EXERCISE DESCRIPTION
Beginning with the line that contains "pub trait TransportTask: Send", transcribe every line through the end of the entries exactly as written, and reproduce nothing else.

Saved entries
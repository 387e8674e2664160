//! Common constants used across the event stream parser.

/// Newline byte
pub(crate) const LF: u8 = b'\n';

/// Record delimiter: an empty line.
pub(crate) const RECORD_DELIMITER: &[u8; 2] = &[LF, LF];

/// Separator between a field name and its value.
pub(crate) const FIELD_SEPARATOR: char = ':';

/// Event type assumed when a record has no `event` field.
pub const MESSAGE_EVENT: &str = "message";
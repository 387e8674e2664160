//! Transport capability consumed by the connection state machine.
//!
//! A [`Transport`] performs the HTTP request and reports progress to a
//! [`TransportDelegate`]. Notifications for one started request must be
//! delivered serially and in receipt order; the state machine relies on it.
//! [`HttpTransport`](crate::HttpTransport) is the bundled implementation, and
//! tests can substitute a fake that calls the delegate directly.

use std::{sync::Arc, time::Duration};

use bytes::Bytes;
use http::{HeaderMap, Method, StatusCode};

use crate::error::EventSourceError;

/// Outgoing request for an event stream.
#[derive(Clone, Debug)]
pub struct StreamRequest {
    /// Target URL.
    pub url: String,
    /// HTTP method.
    pub method: Method,
    /// Fully merged request headers.
    pub headers: HeaderMap,
    /// Optional request body.
    pub body: Option<Bytes>,
    /// Limit on receiving the response head.
    pub connect_timeout: Option<Duration>,
}

/// What the transport should do after the response head has been received.
#[derive(Clone, Copy, Debug, PartialEq, Eq)]
pub enum ResponseDisposition {
    /// Keep streaming the response body.
    Allow,
    /// Stop and report completion.
    Cancel,
}

/// Receiver of transport notifications for one started request.
pub trait TransportDelegate: Send + Sync {
    /// The final response head arrived.
    fn headers_received(&self, status: StatusCode) -> ResponseDisposition;

    /// A chunk of the response body arrived.
    fn data_received(&self, chunk: Bytes);

    /// The server redirected to `target`.
    ///
    /// Returns the request to follow, or `None` to stop at the redirect
    /// response.
    fn redirected(&self, target: StreamRequest) -> Option<StreamRequest>;

    /// The request finished: the peer closed the stream, the network failed,
    /// or the request was cancelled. Called at most once.
    fn completed(&self, status: Option<StatusCode>, error: Option<EventSourceError>);
}

/// Handle to a started request.
pub trait TransportTask: Send + Sync {
    /// Ask the transport to stop. Completion is still reported to the
    /// delegate.
    fn cancel(&self);
}

/// Something that can run a [`StreamRequest`].
pub trait Transport: Send + Sync + 'static {
    /// Start `request`, reporting to `delegate`.
    fn start(
        &self,
        request: StreamRequest,
        delegate: Arc<dyn TransportDelegate>,
    ) -> Box<dyn TransportTask>;
}

impl<T: Transport> Transport for Arc<T> {
    fn start(
        &self,
        request: StreamRequest,
        delegate: Arc<dyn TransportDelegate>,
    ) -> Box<dyn TransportTask> {
        (**self).start(request, delegate)
    }
}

ANSWER TO THIS PROBLEM
pub trait TransportTask: Send + Sync {
    /// Ask the transport to stop. Completion is still reported to the
    /// delegate.
    fn cancel(&self);
}

/// Something that can run a [`StreamRequest`].
pub trait Transport: Send + Sync + 'static {
    /// Start `request`, reporting to `delegate`.
    fn start(
        &self,
        request: StreamRequest,
        delegate: Arc<dyn TransportDelegate>,
    ) -> Box<dyn TransportTask>;
}

impl<T: Transport> Transport for Arc<T> {
    fn start(
        &self,
        request: StreamRequest,
        delegate: Arc<dyn TransportDelegate>,
    ) -> Box<dyn TransportTask> {
        (**self).start(request, delegate)
    }
}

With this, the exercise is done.